Segment Start: Input records
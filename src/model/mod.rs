//! Primitive model: the passive objects a figure is made of
//!
//! Every primitive carries an [`ObjectId`] (assigned by the document), a
//! depth, and its [`Style`]. The [`Object`] enum stores them uniformly and
//! dispatches the [`Shape`] trait to each variant.

mod arc;
mod compound;
mod ellipse;
mod polyline;
mod spline;
mod text;

use std::fmt;

use enum_dispatch::enum_dispatch;

use crate::types::{BBox, Color};

pub use arc::{Arc, ArcKind};
pub use compound::Compound;
pub use ellipse::{Ellipse, EllipseKind};
pub use polyline::{Polyline, PolylineKind};
pub use spline::Spline;
pub use text::{Justify, Text};

/// Identity of an object within a document
#[derive(Debug, Clone, Copy, PartialEq, Eq, Hash, PartialOrd, Ord, Default)]
pub struct ObjectId(pub(crate) u64);

impl ObjectId {
    /// Id carried by objects that have not been inserted into a document
    pub const UNASSIGNED: ObjectId = ObjectId(0);

    pub fn is_assigned(self) -> bool {
        self != Self::UNASSIGNED
    }
}

impl fmt::Display for ObjectId {
    fn fmt(&self, f: &mut fmt::Formatter<'_>) -> fmt::Result {
        write!(f, "#{}", self.0)
    }
}

/// The primitive type of an object
#[derive(Debug, Clone, Copy, PartialEq, Eq, Hash)]
pub enum ObjectKind {
    Polyline,
    Arc,
    Ellipse,
    Spline,
    Text,
    Compound,
}

impl ObjectKind {
    const fn bit(self) -> u8 {
        match self {
            ObjectKind::Polyline => 1,
            ObjectKind::Arc => 1 << 1,
            ObjectKind::Ellipse => 1 << 2,
            ObjectKind::Spline => 1 << 3,
            ObjectKind::Text => 1 << 4,
            ObjectKind::Compound => 1 << 5,
        }
    }
}

impl fmt::Display for ObjectKind {
    fn fmt(&self, f: &mut fmt::Formatter<'_>) -> fmt::Result {
        let name = match self {
            ObjectKind::Polyline => "polyline",
            ObjectKind::Arc => "arc",
            ObjectKind::Ellipse => "ellipse",
            ObjectKind::Spline => "spline",
            ObjectKind::Text => "text",
            ObjectKind::Compound => "compound",
        };
        f.write_str(name)
    }
}

/// Set of object kinds a search is allowed to return
#[derive(Debug, Clone, Copy, PartialEq, Eq, Hash)]
pub struct KindMask(u8);

impl KindMask {
    pub const NONE: KindMask = KindMask(0);
    pub const ALL: KindMask = KindMask(0x3f);
    /// The kinds the intersection engine accepts
    pub const INTERSECTABLE: KindMask = KindMask::NONE
        .with(ObjectKind::Polyline)
        .with(ObjectKind::Arc)
        .with(ObjectKind::Ellipse);

    pub const fn only(kind: ObjectKind) -> KindMask {
        KindMask(kind.bit())
    }

    pub const fn with(self, kind: ObjectKind) -> KindMask {
        KindMask(self.0 | kind.bit())
    }

    pub const fn without(self, kind: ObjectKind) -> KindMask {
        KindMask(self.0 & !kind.bit())
    }

    pub const fn contains(self, kind: ObjectKind) -> bool {
        self.0 & kind.bit() != 0
    }
}

impl Default for KindMask {
    fn default() -> Self {
        KindMask::ALL
    }
}

/// Dash pattern of an outline
#[derive(Debug, Clone, Copy, PartialEq, Eq, Default)]
pub enum LineStyle {
    #[default]
    Solid,
    Dashed,
    Dotted,
    DashDotted,
    DashDoubleDotted,
    DashTripleDotted,
}

#[derive(Debug, Clone, Copy, PartialEq, Eq, Default)]
pub enum JoinStyle {
    #[default]
    Miter,
    Round,
    Bevel,
}

#[derive(Debug, Clone, Copy, PartialEq, Eq, Default)]
pub enum CapStyle {
    #[default]
    Butt,
    Round,
    Projecting,
}

/// An arrowhead on one end of an open object
#[derive(Debug, Clone, Copy, PartialEq)]
pub struct Arrow {
    /// Arrowhead shape number
    pub shape: u8,
    pub filled: bool,
    pub thickness: f64,
    pub width: f64,
    pub height: f64,
}

impl Default for Arrow {
    fn default() -> Self {
        Self {
            shape: 0,
            filled: false,
            thickness: 1.0,
            width: 4.0,
            height: 8.0,
        }
    }
}

/// Drawing attributes that travel with an object.
///
/// Chopping copies this verbatim onto every fragment.
#[derive(Debug, Clone, PartialEq)]
pub struct Style {
    pub pen_color: Color,
    pub fill_color: Color,
    pub thickness: i32,
    pub line_style: LineStyle,
    /// Dash length or dot gap for non-solid line styles
    pub style_val: f64,
    pub join: JoinStyle,
    pub cap: CapStyle,
    /// Area fill intensity, `None` when unfilled
    pub area_fill: Option<u8>,
    pub forward_arrow: Option<Arrow>,
    pub backward_arrow: Option<Arrow>,
}

impl Style {
    pub const PLAIN: Style = Style {
        pen_color: Color::Default,
        fill_color: Color::Default,
        thickness: 1,
        line_style: LineStyle::Solid,
        style_val: 0.0,
        join: JoinStyle::Miter,
        cap: CapStyle::Butt,
        area_fill: None,
        forward_arrow: None,
        backward_arrow: None,
    };

    /// The same style with both arrowheads removed
    pub fn without_arrows(&self) -> Style {
        Style {
            forward_arrow: None,
            backward_arrow: None,
            ..self.clone()
        }
    }
}

impl Default for Style {
    fn default() -> Self {
        Style::PLAIN
    }
}

static PLAIN_STYLE: Style = Style::PLAIN;

/// Common behavior for all primitives
#[enum_dispatch]
pub trait Shape {
    /// Document identity (`ObjectId::UNASSIGNED` before insertion)
    fn id(&self) -> ObjectId;

    fn set_id(&mut self, id: ObjectId);

    fn kind(&self) -> ObjectKind;

    /// Drawing depth; lower is closer to the viewer
    fn depth(&self) -> i32;

    fn bbox(&self) -> BBox;

    fn style(&self) -> &Style {
        &PLAIN_STYLE
    }
}

/// An object wrapping all primitive types
#[enum_dispatch(Shape)]
#[derive(Debug, Clone, PartialEq)]
pub enum Object {
    Polyline,
    Arc,
    Ellipse,
    Spline,
    Text,
    Compound,
}

impl Object {
    /// This object and, for compounds, every nested member (depth first)
    pub fn walk(&self) -> Vec<&Object> {
        let mut out = Vec::new();
        self.walk_into(&mut out);
        out
    }

    fn walk_into<'a>(&'a self, out: &mut Vec<&'a Object>) {
        out.push(self);
        if let Object::Compound(c) = self {
            for member in c.objects() {
                member.walk_into(out);
            }
        }
    }

    /// Short label used in status messages ("circle" rather than "ellipse")
    pub fn label(&self) -> &'static str {
        match self {
            Object::Polyline(l) => l.kind().label(),
            Object::Arc(a) => match a.kind() {
                ArcKind::Open => "arc",
                ArcKind::PieWedge => "pie wedge",
            },
            Object::Ellipse(e) if e.is_circle() => "circle",
            Object::Ellipse(_) => "ellipse",
            Object::Spline(_) => "spline",
            Object::Text(_) => "text",
            Object::Compound(_) => "compound",
        }
    }
}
Segment End: Input records
Copy out every line of the material above that contains the string "types".

The completed task
use crate::types::{BBox, Color};
/// An object wrapping all primitive types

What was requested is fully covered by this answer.